It wouldn't be wise to hold back hot Irish discoveries, hoping
to get more before writing an article. Usually there is nothing more
to find, due to the destruction of the Record Office in Dublin on Fri
30 June 1922. Hence, with nothing much to hope for here is another
scoop, just found by me, Harry Hollingsworth, your editor.
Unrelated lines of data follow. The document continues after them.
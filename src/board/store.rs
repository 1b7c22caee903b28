use std::collections::HashMap;

use chrono::Utc;
use serde::{Deserialize, Serialize};
use thiserror::Error;
use tokio::sync::broadcast;
use tracing::{debug, info, warn};

use crate::board::journal::TransactionJournal;
use crate::board::registry::{ContentType, Status, StatusWorkflow};
use crate::board::{BoardEvent, MutationTrigger, TransitionRecord};

/// Opaque item identifier, assigned by the external feed.
#[derive(Debug, Clone, PartialEq, Eq, Hash, PartialOrd, Ord, Serialize, Deserialize)]
#[serde(transparent)]
pub struct ItemId(pub String);

impl From<&str> for ItemId {
    fn from(s: &str) -> Self {
        ItemId(s.to_string())
    }
}

impl From<String> for ItemId {
    fn from(s: String) -> Self {
        ItemId(s)
    }
}

impl std::fmt::Display for ItemId {
    fn fmt(&self, f: &mut std::fmt::Formatter<'_>) -> std::fmt::Result {
        f.write_str(&self.0)
    }
}

/// Display payload of a card. Opaque to the board core; carried through
/// snapshots untouched.
#[derive(Debug, Clone, Default, PartialEq, Serialize, Deserialize)]
pub struct CardFields {
    #[serde(default)]
    pub title: String,
    #[serde(default)]
    pub platform: Option<String>,
    #[serde(default)]
    pub extra: serde_json::Value,
}

/// One content piece on the board.
#[derive(Debug, Clone, PartialEq, Serialize, Deserialize)]
pub struct WorkflowItem {
    pub id: ItemId,
    pub content_type: ContentType,
    pub status: Status,
    /// Monotonic per-item counter, bumped on every status mutation.
    /// Stale asynchronous results are detected and discarded by version.
    #[serde(default)]
    pub version: u64,
    #[serde(default)]
    pub card: CardFields,
}

#[derive(Debug, Error)]
pub enum BoardError {
    #[error("unknown item: {0}")]
    UnknownItem(ItemId),

    #[error("status {status} is not part of the {content_type} workflow")]
    StatusOutsideWorkflow {
        status: Status,
        content_type: ContentType,
    },

    #[error("a drag session is already active for item {0}")]
    DragAlreadyActive(ItemId),

    #[error("no active drag session")]
    NoActiveDrag,
}

/// How the store settled a commit result.
#[derive(Debug, Clone, Copy, PartialEq, Eq)]
pub enum CommitSettlement {
    /// The result no longer matches the item's current version (or the
    /// item left the board); discarded with no state change.
    Stale,
    /// Success confirmed; pending entry cleared, state untouched.
    Committed,
    /// Failure; the journaled pre-image was replayed.
    RolledBack { attempted: Status, reverted_to: Status },
}

/// In-memory authoritative cache of the items on one board. Mutations are
/// synchronous; change notifications are emitted for the render layer.
pub struct BoardStore {
    workflow: &'static StatusWorkflow,
    items: HashMap<ItemId, WorkflowItem>,
    /// Feed delivery order; intra-column ordering follows it.
    order: Vec<ItemId>,
    journal: TransactionJournal,
    history: Vec<TransitionRecord>,
    history_limit: usize,
    events: broadcast::Sender<BoardEvent>,
}

impl std::fmt::Debug for BoardStore {
    fn fmt(&self, f: &mut std::fmt::Formatter<'_>) -> std::fmt::Result {
        f.debug_struct("BoardStore")
            .field("content_type", &self.workflow.content_type)
            .field("items", &self.items.len())
            .field("history", &self.history.len())
            .finish()
    }
}

impl BoardStore {
    pub fn new(
        workflow: &'static StatusWorkflow,
        events: broadcast::Sender<BoardEvent>,
        history_limit: usize,
    ) -> Self {
        Self {
            workflow,
            items: HashMap::new(),
            order: Vec::new(),
            journal: TransactionJournal::new(),
            history: Vec::new(),
            history_limit,
            events,
        }
    }

    pub fn workflow(&self) -> &'static StatusWorkflow {
        self.workflow
    }

    /// Replaces the cache with a fresh snapshot from the external feed.
    ///
    /// Items with a pending optimistic edit keep their local status and
    /// version instead of being clobbered by the (possibly stale) incoming
    /// value; only their display fields are refreshed. Items absent from
    /// the snapshot are removed outright; the feed owns item lifecycle.
    pub fn load(&mut self, snapshot: Vec<WorkflowItem>) {
        let mut items = HashMap::with_capacity(snapshot.len());
        let mut order = Vec::with_capacity(snapshot.len());

        for mut incoming in snapshot {
            if incoming.content_type != self.workflow.content_type {
                warn!(
                    item_id = %incoming.id,
                    content_type = %incoming.content_type,
                    board = %self.workflow.content_type,
                    "Dropping snapshot item from another board"
                );
                continue;
            }
            if !self.workflow.contains(incoming.status) {
                warn!(
                    item_id = %incoming.id,
                    status = %incoming.status,
                    "Dropping snapshot item with status outside its workflow"
                );
                continue;
            }

            let current = self
                .items
                .get(&incoming.id)
                .map(|item| (item.status, item.version));
            if let Some((current_status, current_version)) = current {
                if self.journal.is_pending(&incoming.id) {
                    // Optimistic edit wins over the stale snapshot value.
                    incoming.status = current_status;
                    incoming.version = current_version;
                } else if incoming.status != current_status {
                    // Externally-synced mutation: versioned like any other.
                    incoming.version = current_version + 1;
                    self.record(TransitionRecord {
                        item_id: incoming.id.clone(),
                        from: Some(current_status),
                        to: incoming.status,
                        trigger: MutationTrigger::FeedSync,
                        version: incoming.version,
                        at: Utc::now(),
                    });
                } else {
                    incoming.version = current_version.max(incoming.version);
                }
            }

            order.push(incoming.id.clone());
            items.insert(incoming.id.clone(), incoming);
        }

        self.journal.retain_items(|id| items.contains_key(id));
        let count = items.len();
        self.items = items;
        self.order = order;

        debug!(
            board = %self.workflow.content_type,
            items = count,
            "Snapshot loaded"
        );
        let _ = self.events.send(BoardEvent::SnapshotLoaded { count });
    }

    /// Items in one column, in feed order.
    pub fn items_by_status(&self, status: Status) -> Vec<&WorkflowItem> {
        self.order
            .iter()
            .filter_map(|id| self.items.get(id))
            .filter(|item| item.status == status)
            .collect()
    }

    pub fn get(&self, item_id: &ItemId) -> Option<&WorkflowItem> {
        self.items.get(item_id)
    }

    pub fn status_of(&self, item_id: &ItemId) -> Option<Status> {
        self.items.get(item_id).map(|item| item.status)
    }

    pub fn version_of(&self, item_id: &ItemId) -> Option<u64> {
        self.items.get(item_id).map(|item| item.version)
    }

    pub fn len(&self) -> usize {
        self.items.len()
    }

    pub fn is_empty(&self) -> bool {
        self.items.is_empty()
    }

    /// Applies a speculative status mutation: journals the pre-image,
    /// bumps the version, and notifies subscribers. Returns the new
    /// version for correlating the asynchronous commit result. Applying
    /// the item's current status is a no-op and leaves the version
    /// untouched.
    pub fn apply_optimistic(
        &mut self,
        item_id: &ItemId,
        new_status: Status,
        trigger: MutationTrigger,
    ) -> Result<u64, BoardError> {
        if !self.workflow.contains(new_status) {
            return Err(BoardError::StatusOutsideWorkflow {
                status: new_status,
                content_type: self.workflow.content_type,
            });
        }
        let item = self
            .items
            .get_mut(item_id)
            .ok_or_else(|| BoardError::UnknownItem(item_id.clone()))?;

        if item.status == new_status {
            return Ok(item.version);
        }

        let prior = item.status;
        item.status = new_status;
        item.version += 1;
        let version = item.version;
        self.journal.record(item_id.clone(), version, prior);

        self.record(TransitionRecord {
            item_id: item_id.clone(),
            from: Some(prior),
            to: new_status,
            trigger,
            version,
            at: Utc::now(),
        });
        debug!(
            item_id = %item_id,
            from = %prior,
            to = %new_status,
            version,
            trigger = ?trigger,
            "Optimistic status applied"
        );
        let _ = self.events.send(BoardEvent::StatusChanged {
            item_id: item_id.clone(),
            from: prior,
            to: new_status,
            version,
            trigger,
        });
        Ok(version)
    }

    /// Flags the journaled mutation as having an issued commit and pins
    /// its pre-image to `prior_status`, the status held before the gesture
    /// began. Rollback then targets that status, not an intermediate hover
    /// preview.
    pub fn stage_commit(&mut self, item_id: &ItemId, version: u64, prior_status: Status) {
        if !self.journal.stage(item_id, version, prior_status) {
            debug!(item_id = %item_id, version, "No journal entry to stage for commit");
        }
    }

    /// Discards the pending journal entry for a gesture that ended without
    /// issuing a commit (no-op drop or cancel). An entry whose commit is
    /// still in flight is left alone until its result settles.
    pub fn discard_pending(&mut self, item_id: &ItemId) {
        self.journal.discard_preview(item_id);
    }

    pub fn is_pending(&self, item_id: &ItemId) -> bool {
        self.journal.is_pending(item_id)
    }

    /// Settles an asynchronous commit result.
    ///
    /// A result whose version no longer matches the item's current version
    /// is stale (a newer optimistic edit superseded it) and is silently
    /// discarded with no state change. Otherwise success clears the
    /// pending entry; failure replays the journaled pre-image (itself a
    /// versioned mutation) and surfaces a persistence notification.
    pub fn resolve_commit(
        &mut self,
        item_id: &ItemId,
        version: u64,
        success: bool,
    ) -> CommitSettlement {
        let Some(item) = self.items.get_mut(item_id) else {
            debug!(item_id = %item_id, version, "Commit resolved for an item no longer on the board");
            return CommitSettlement::Stale;
        };
        if item.version != version {
            debug!(
                item_id = %item_id,
                resolved = version,
                current = item.version,
                "Discarding stale commit result"
            );
            return CommitSettlement::Stale;
        }

        let Some(entry) = self.journal.take(item_id) else {
            debug!(item_id = %item_id, version, "Commit resolved with no pending entry");
            return CommitSettlement::Stale;
        };

        if success {
            info!(item_id = %item_id, status = %item.status, version, "Status transition committed");
            let _ = self.events.send(BoardEvent::CommitSettled {
                item_id: item_id.clone(),
                status: item.status,
                version,
            });
            return CommitSettlement::Committed;
        }

        let attempted = item.status;
        item.status = entry.prior_status;
        item.version += 1;
        let rollback_version = item.version;

        warn!(
            item_id = %item_id,
            attempted = %attempted,
            reverted_to = %entry.prior_status,
            version = rollback_version,
            "Commit failed, rolled back optimistic transition"
        );
        self.record(TransitionRecord {
            item_id: item_id.clone(),
            from: Some(attempted),
            to: entry.prior_status,
            trigger: MutationTrigger::Rollback,
            version: rollback_version,
            at: Utc::now(),
        });
        let _ = self.events.send(BoardEvent::StatusChanged {
            item_id: item_id.clone(),
            from: attempted,
            to: entry.prior_status,
            version: rollback_version,
            trigger: MutationTrigger::Rollback,
        });
        CommitSettlement::RolledBack {
            attempted,
            reverted_to: entry.prior_status,
        }
    }

    /// Recent transition history, oldest first.
    pub fn history(&self) -> &[TransitionRecord] {
        &self.history
    }

    fn record(&mut self, record: TransitionRecord) {
        self.history.push(record);
        if self.history.len() > self.history_limit {
            let excess = self.history.len() - self.history_limit;
            self.history.drain(..excess);
        }
    }
}
// Planboard - Optimistic Workflow Board Core
// This exposes the board state machine for hosts and integration tests

pub mod board;
pub mod config;
pub mod feed;
pub mod telemetry;

// Re-export key types for easy access
pub use board::commit::{
    CommitOutcome, CommitRequest, CommitResolution, CommitService, PersistenceError,
    StatusPersistence,
};
pub use board::drag::{DragController, DragPhase, DragSession, DropDisposition};
pub use board::registry::{
    statuses_for, ColumnMeta, ContentType, Status, StatusWorkflow, CAMPAIGN_WORKFLOW,
    ROUTINE_WORKFLOW,
};
pub use board::resolver::{resolve_drop, DropResolution};
pub use board::store::{
    BoardError, BoardStore, CardFields, CommitSettlement, ItemId, WorkflowItem,
};
pub use board::{Board, BoardEvent, MutationTrigger, TransitionRecord};
pub use config::{config, init_config, PlanboardConfig};
pub use feed::{BoardCommand, BoardHandle, BoardRuntime, FeedError, FeedFilters, SnapshotFeed};
pub use telemetry::{generate_correlation_id, init_telemetry, shutdown_telemetry};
HENRY HOLLINGSWORTH (my own birth name) has been found in the
Subsidy Rolls for the Liberties of Donore, County Dublin, in the years
1665, 1666 and 1668! (Mormon film roll 258503, Tenison Groves collec-
tion, Record Office, Belfast, Northern Ireland, Box 12, section
15036.) Mr Groves copied these rolls completely way back at the turn
of the century - by hand. After the originals were destroyed in 1922,
he typed them out and they now represent the only copies of these
records known to exist. (Groves should be canonized! He really is
the Saint of Irish Records!)
Below, I will copy these sections completely, first, for yours
and my own future reference, and second, as a tribute to Tenison
Grove's methods. As a professional genealogist, all he really had
to do was to copy out only the surnames be was assigned to. Instead,
he copied out whole documents, some huge ones. If one of us had hir-
ed Tenison Arthur Groves to research the Ho11ingsworths, you may be
sure he would have copied every document he got his hands on. My own
impossible lineage would possibly be possible, instead of impossibly
impossible, had Groves researched it.
In the 1665 Subsidy, the name is entered as "Hen Hollywoorth."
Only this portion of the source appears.